## Required work
Beginning with the first line below, please repeat the material exactly, ending with the line that includes "of the property.".

+--

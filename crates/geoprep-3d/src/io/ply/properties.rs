use super::PlyError;

/// The storage format of the PLY body.
#[derive(Debug, PartialEq, Clone, Copy)]
pub enum PlyFormat {
    /// Whitespace separated text, one vertex per line.
    Ascii,
    /// Packed little-endian records.
    BinaryLittleEndian,
}

/// A scalar property of the vertex element.
#[derive(Debug, PartialEq, Clone)]
pub struct PlyPropertyDefinition {
    /// Name of the property, e.g. `x` or `red`.
    pub name: String,
    /// Scalar type of the property.
    pub data_type: PlyDataType,
}

/// Scalar types of PLY properties.
#[derive(Debug, PartialEq, Clone, Copy)]
pub enum PlyDataType {
    /// 32-bit float
    Float32,
    /// 64-bit float
    Float64,
    /// 8-bit signed integer
    Int8,
    /// 8-bit unsigned integer
    UInt8,
    /// 16-bit signed integer
    Int16,
    /// 16-bit unsigned integer
    UInt16,
    /// 32-bit signed integer
    Int32,
    /// 32-bit unsigned integer
    UInt32,
}

impl PlyDataType {
    /// Size in bytes of a value in binary storage.
    pub fn size(&self) -> usize {
        match self {
            PlyDataType::Float32 | PlyDataType::Int32 | PlyDataType::UInt32 => 4,
            PlyDataType::Float64 => 8,
            PlyDataType::Int16 | PlyDataType::UInt16 => 2,
            PlyDataType::Int8 | PlyDataType::UInt8 => 1,
        }
    }

    /// Parse a PLY type name, accepting both the classic and the sized spellings.
    pub fn from_name(type_str: &str) -> Result<Self, PlyError> {
        match type_str {
            "float" | "float32" => Ok(PlyDataType::Float32),
            "double" | "float64" => Ok(PlyDataType::Float64),
            "char" | "int8" => Ok(PlyDataType::Int8),
            "uchar" | "uint8" => Ok(PlyDataType::UInt8),
            "short" | "int16" => Ok(PlyDataType::Int16),
            "ushort" | "uint16" => Ok(PlyDataType::UInt16),
            "int" | "int32" => Ok(PlyDataType::Int32),
            "uint" | "uint32" => Ok(PlyDataType::UInt32),
            _ => Err(PlyError::UnsupportedProperty(type_str.to_string())),
        }
    }

    /// The name written in PLY headers.
    pub fn name(&self) -> &'static str {
        match self {
            PlyDataType::Float32 => "float",
            PlyDataType::Float64 => "double",
            PlyDataType::Int8 => "char",
            PlyDataType::UInt8 => "uchar",
            PlyDataType::Int16 => "short",
            PlyDataType::UInt16 => "ushort",
            PlyDataType::Int32 => "int",
            PlyDataType::UInt32 => "uint",
        }
    }

    /// Decode a little-endian value from the start of `bytes`.
    ///
    /// PRECONDITION: `bytes` holds at least [`PlyDataType::size`] bytes.
    pub fn decode_le(&self, bytes: &[u8]) -> PlyValue {
        let mut buf = [0u8; 8];
        buf[..self.size()].copy_from_slice(&bytes[..self.size()]);
        match self {
            PlyDataType::Float32 => {
                PlyValue::Float32(f32::from_le_bytes([buf[0], buf[1], buf[2], buf[3]]))
            }
            PlyDataType::Float64 => PlyValue::Float64(f64::from_le_bytes(buf)),
            PlyDataType::Int8 => PlyValue::Int8(buf[0] as i8),
            PlyDataType::UInt8 => PlyValue::UInt8(buf[0]),
            PlyDataType::Int16 => PlyValue::Int16(i16::from_le_bytes([buf[0], buf[1]])),
            PlyDataType::UInt16 => PlyValue::UInt16(u16::from_le_bytes([buf[0], buf[1]])),
            PlyDataType::Int32 => {
                PlyValue::Int32(i32::from_le_bytes([buf[0], buf[1], buf[2], buf[3]]))
            }
            PlyDataType::UInt32 => {
                PlyValue::UInt32(u32::from_le_bytes([buf[0], buf[1], buf[2], buf[3]]))
            }
        }
    }

    /// Parse a value from its ASCII representation.
    pub fn parse_ascii(&self, token: &str) -> Result<PlyValue, PlyError> {
        fn parse<T: std::str::FromStr>(token: &str) -> Result<T, PlyError>
        where
            T::Err: std::fmt::Display,
        {
            token
                .parse::<T>()
                .map_err(|e| PlyError::Parse(format!("{}: {}", token, e)))
        }

        Ok(match self {
            PlyDataType::Float32 => PlyValue::Float32(parse(token)?),
            PlyDataType::Float64 => PlyValue::Float64(parse(token)?),
            PlyDataType::Int8 => PlyValue::Int8(parse(token)?),
            PlyDataType::UInt8 => PlyValue::UInt8(parse(token)?),
            PlyDataType::Int16 => PlyValue::Int16(parse(token)?),
            PlyDataType::UInt16 => PlyValue::UInt16(parse(token)?),
            PlyDataType::Int32 => PlyValue::Int32(parse(token)?),
            PlyDataType::UInt32 => PlyValue::UInt32(parse(token)?),
        })
    }
}

/// A decoded scalar property value.
#[derive(Debug, Clone, Copy, PartialEq)]
pub enum PlyValue {
    /// 32-bit float
    Float32(f32),
    /// 64-bit float
    Float64(f64),
    /// 8-bit signed integer
    Int8(i8),
    /// 8-bit unsigned integer
    UInt8(u8),
    /// 16-bit signed integer
    Int16(i16),
    /// 16-bit unsigned integer
    UInt16(u16),
    /// 32-bit signed integer
    Int32(i32),
    /// 32-bit unsigned integer
    UInt32(u32),
}

impl PlyValue {
    /// Convert the value to a float.
    pub fn to_f64(self) -> f64 {
        match self {
            PlyValue::Float32(v) => v as f64,
            PlyValue::Float64(v) => v,
            PlyValue::Int8(v) => v as f64,
            PlyValue::UInt8(v) => v as f64,
            PlyValue::Int16(v) => v as f64,
            PlyValue::UInt16(v) => v as f64,
            PlyValue::Int32(v) => v as f64,
            PlyValue::UInt32(v) => v as f64,
        }
    }

    /// Convert the value to an 8-bit color channel.
    ///
    /// Floating point channels are expected in `[0, 1]`.
    pub fn to_color_u8(self) -> u8 {
        match self {
            PlyValue::UInt8(v) => v,
            PlyValue::Int8(v) => v.max(0) as u8,
            PlyValue::Float32(v) => (v * 255.0).round().clamp(0.0, 255.0) as u8,
            PlyValue::Float64(v) => (v * 255.0).round().clamp(0.0, 255.0) as u8,
            other => other.to_f64().clamp(0.0, 255.0) as u8,
        }
    }
}

/// Positions of the well-known vertex properties inside a vertex record.
#[derive(Debug, PartialEq, Clone)]
pub struct VertexLayout {
    /// Indices of `x`, `y`, `z`.
    pub position: [usize; 3],
    /// Indices of `red`, `green`, `blue` when all three are present.
    pub color: Option<[usize; 3]>,
    /// Indices of `nx`, `ny`, `nz` when all three are present.
    pub normal: Option<[usize; 3]>,
}

impl VertexLayout {
    /// Resolve the layout of a vertex element from its property list.
    pub fn from_properties(properties: &[PlyPropertyDefinition]) -> Result<Self, PlyError> {
        let find = |names: [&str; 3]| -> Option<[usize; 3]> {
            let mut indices = [0; 3];
            for (index, name) in indices.iter_mut().zip(names) {
                *index = properties.iter().position(|p| p.name == name)?;
            }
            Some(indices)
        };

        Ok(Self {
            position: find(["x", "y", "z"]).ok_or(PlyError::MissingCoordinates)?,
            color: find(["red", "green", "blue"]),
            normal: find(["nx", "ny", "nz"]),
        })
    }
}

+--

## Exercise response
filename crates/geoprep-3d/src/io/ply/properties.rs
use super::PlyError;

/// The storage format of the PLY body.
#[derive(Debug, PartialEq, Clone, Copy)]
pub enum PlyFormat {
    /// Whitespace separated text, one vertex per line.
    Ascii,
    /// Packed little-endian records.
    BinaryLittleEndian,
}

/// A scalar property of the vertex element.
#[derive(Debug, PartialEq, Clone)]
pub struct PlyPropertyDefinition {
    /// Name of the property, e.g. `x` or `red`.
    pub name: String,
    /// Scalar type of the property.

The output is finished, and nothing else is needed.